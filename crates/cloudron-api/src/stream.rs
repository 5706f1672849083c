//! Event-stream decoding and build log rendering.
//!
//! Build and app logs are pushed as `text/event-stream`: events separated by a
//! blank line, each carrying one or more `data:` lines. [`EventStream`] turns a
//! byte stream into events; [`BuildLogRenderer`] draws build events on a
//! terminal, redrawing a status line in place while its step keeps reporting.

use std::fmt::Display;
use std::io::Write;

use bytes::Bytes;
use crossterm::queue;
use crossterm::terminal::{Clear, ClearType};
use futures::{Stream, StreamExt};
use serde::Deserialize;
use tracing::{debug, trace};

use crate::error::{ApiError, Result};

/// One decoded server-sent event.
#[derive(Debug, Clone, Default, PartialEq, Eq)]
pub struct Event {
    /// Value of the `event:` field.
    pub event: Option<String>,
    /// Value of the `id:` field.
    pub id: Option<String>,
    /// `data:` lines joined with `\n`.
    pub data: String,
}

/// Longest line accepted before the stream is treated as broken.
pub const MAX_LINE_LEN: usize = 1024 * 1024;

/// Decodes server-sent events from a stream of byte chunks.
///
/// Chunk boundaries may fall anywhere, including inside a UTF-8 sequence.
pub struct EventStream<S> {
    inner: S,
    buf: Vec<u8>,
    pending: Option<Event>,
    done: bool,
}

impl<S, E> EventStream<S>
where
    S: Stream<Item = std::result::Result<Bytes, E>> + Unpin,
    E: Display,
{
    /// Wrap a chunk stream.
    pub fn new(inner: S) -> Self {
        Self {
            inner,
            buf: Vec::new(),
            pending: None,
            done: false,
        }
    }

    /// Next complete event, or `None` once the stream ended.
    ///
    /// # Errors
    ///
    /// Returns a transport error if the underlying stream fails or a line
    /// grows past [`MAX_LINE_LEN`].
    pub async fn next_event(&mut self) -> Result<Option<Event>> {
        loop {
            while let Some(pos) = self.buf.iter().position(|&b| b == b'\n') {
                let line: Vec<u8> = self.buf.drain(..=pos).collect();
                let line = String::from_utf8_lossy(&line);
                let line = line.trim_end_matches(['\n', '\r']);
                if let Some(event) = self.feed_line(line) {
                    return Ok(Some(event));
                }
            }

            if self.buf.len() > MAX_LINE_LEN {
                return Err(ApiError::transport(format!(
                    "event stream: line exceeds {MAX_LINE_LEN} bytes"
                )));
            }

            if self.done {
                return Ok(self.flush_pending());
            }

            match self.inner.next().await {
                Some(Ok(chunk)) => {
                    trace!(len = chunk.len(), "event stream chunk");
                    self.buf.extend_from_slice(&chunk);
                }
                Some(Err(e)) => return Err(ApiError::transport(format!("event stream: {e}"))),
                None => {
                    self.done = true;
                    if !self.buf.is_empty() {
                        // Final line without a trailing newline.
                        self.buf.push(b'\n');
                    }
                }
            }
        }
    }

    fn feed_line(&mut self, line: &str) -> Option<Event> {
        if line.is_empty() {
            return self.flush_pending();
        }
        if line.starts_with(':') {
            return None;
        }
        let (field, value) = match line.split_once(':') {
            Some((field, value)) => (field, value.strip_prefix(' ').unwrap_or(value)),
            None => (line, ""),
        };
        let event = self.pending.get_or_insert_with(Event::default);
        match field {
            "data" => {
                if !event.data.is_empty() {
                    event.data.push('\n');
                }
                event.data.push_str(value);
            }
            "event" => event.event = Some(value.to_string()),
            "id" => event.id = Some(value.to_string()),
            _ => {}
        }
        None
    }

    fn flush_pending(&mut self) -> Option<Event> {
        self.pending.take().filter(|e| !e.data.is_empty())
    }
}

/// Raw build event payload.
#[derive(Debug, Clone, Default, Deserialize)]
struct BuildPayload {
    id: Option<String>,
    status: Option<String>,
    progress: Option<String>,
    stream: Option<String>,
    message: Option<String>,
    error: Option<String>,
}

/// A decoded build log event.
#[derive(Debug, Clone, PartialEq, Eq)]
pub enum BuildEvent {
    /// Progress of a discrete build step, e.g. one image layer.
    Status {
        /// Step id; events with the same id redraw one line.
        id: Option<String>,
        /// Status text.
        status: String,
        /// Optional progress bar or counter.
        progress: Option<String>,
    },
    /// Free-form build output.
    Log(String),
    /// Informational message from the build service.
    Message(String),
    /// The build failed.
    Error(String),
}

impl BuildEvent {
    /// Decode the `data` of an event; unknown payloads yield `None`.
    ///
    /// # Errors
    ///
    /// Returns an error if `data` is not JSON.
    pub fn parse(data: &str) -> Result<Option<Self>> {
        let payload: BuildPayload = serde_json::from_str(data)?;
        Ok(if let Some(error) = payload.error {
            Some(Self::Error(error))
        } else if let Some(status) = payload.status {
            Some(Self::Status {
                id: payload.id,
                status,
                progress: payload.progress,
            })
        } else if let Some(stream) = payload.stream {
            Some(Self::Log(stream))
        } else {
            payload.message.map(Self::Message)
        })
    }
}

/// Renders build events to a terminal.
#[derive(Debug, Default)]
pub struct BuildLogRenderer {
    /// Set while the cursor sits at the end of an unterminated status line.
    status_line: Option<Option<String>>,
}

impl BuildLogRenderer {
    /// Create a renderer.
    #[must_use]
    pub fn new() -> Self {
        Self::default()
    }

    /// Draw one event.
    ///
    /// # Errors
    ///
    /// Returns `BuildFailed` for error events, or an IO error.
    pub fn render<W: Write>(&mut self, event: &BuildEvent, out: &mut W) -> Result<()> {
        match event {
            BuildEvent::Status {
                id,
                status,
                progress,
            } => {
                match &self.status_line {
                    Some(previous) if id.is_some() && previous == id => {
                        write!(out, "\r")?;
                        queue!(out, Clear(ClearType::CurrentLine))?;
                    }
                    Some(_) => writeln!(out)?,
                    None => {}
                }
                if let Some(id) = id {
                    write!(out, "{id}: ")?;
                }
                write!(out, "{status}")?;
                if let Some(progress) = progress {
                    write!(out, " {progress}")?;
                }
                self.status_line = Some(id.clone());
            }
            BuildEvent::Log(text) => {
                self.end_status_line(out)?;
                write!(out, "{text}")?;
            }
            BuildEvent::Message(text) => {
                self.end_status_line(out)?;
                writeln!(out, "{text}")?;
            }
            BuildEvent::Error(text) => {
                self.end_status_line(out)?;
                out.flush()?;
                return Err(ApiError::BuildFailed(text.clone()));
            }
        }
        out.flush()?;
        Ok(())
    }

    /// Terminate a pending status line.
    ///
    /// # Errors
    ///
    /// Returns an error if writing fails.
    pub fn finish<W: Write>(&mut self, out: &mut W) -> Result<()> {
        self.end_status_line(out)?;
        out.flush()?;
        Ok(())
    }

    fn end_status_line<W: Write>(&mut self, out: &mut W) -> Result<()> {
        if self.status_line.take().is_some() {
            writeln!(out)?;
        }
        Ok(())
    }
}

/// Render every build event of `events` until the stream ends.
///
/// # Errors
///
/// Returns `BuildFailed` for error events and broken streams.
pub async fn render_build_events<S, E, W>(events: &mut EventStream<S>, out: &mut W) -> Result<()>
where
    S: Stream<Item = std::result::Result<Bytes, E>> + Unpin,
    E: Display,
    W: Write,
{
    let mut renderer = BuildLogRenderer::new();
    loop {
        let event = events
            .next_event()
            .await
            .map_err(|e| ApiError::BuildFailed(e.to_string()))?;
        let Some(event) = event else { break };
        match BuildEvent::parse(&event.data) {
            Ok(Some(build_event)) => renderer.render(&build_event, out)?,
            Ok(None) => trace!(data = %event.data, "ignoring build event"),
            Err(e) => debug!(error = %e, "undecodable build event"),
        }
    }
    renderer.finish(out)
}

/// App log line pushed by the log stream.
#[derive(Debug, Clone, Deserialize)]
pub struct LogLine {
    /// Log text.
    #[serde(default)]
    pub message: String,
    /// Originating process or service.
    #[serde(default)]
    pub source: Option<String>,
}

/// Print app log events, one line each, until the stream ends.
///
/// # Errors
///
/// Returns a transport error if the stream breaks.
pub async fn print_log_events<S, E, W>(events: &mut EventStream<S>, out: &mut W) -> Result<()>
where
    S: Stream<Item = std::result::Result<Bytes, E>> + Unpin,
    E: Display,
    W: Write,
{
    while let Some(event) = events.next_event().await? {
        match serde_json::from_str::<LogLine>(&event.data) {
            Ok(line) => writeln!(out, "{}", line.message.trim_end_matches('\n'))?,
            Err(_) => writeln!(out, "{}", event.data)?,
        }
        out.flush()?;
    }
    Ok(())
}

Exercise requirements: Locate the line with "the stream breaks." in the entries above; extract it and every line after it, verbatim.

Result of the exercise:
/// Returns a transport error if the stream breaks.
pub async fn print_log_events<S, E, W>(events: &mut EventStream<S>, out: &mut W) -> Result<()>
where
    S: Stream<Item = std::result::Result<Bytes, E>> + Unpin,
    E: Display,
    W: Write,
{
    while let Some(event) = events.next_event().await? {
        match serde_json::from_str::<LogLine>(&event.data) {
            Ok(line) => writeln!(out, "{}", line.message.trim_end_matches('\n'))?,
            Err(_) => writeln!(out, "{}", event.data)?,
        }
        out.flush()?;
    }
    Ok(())
}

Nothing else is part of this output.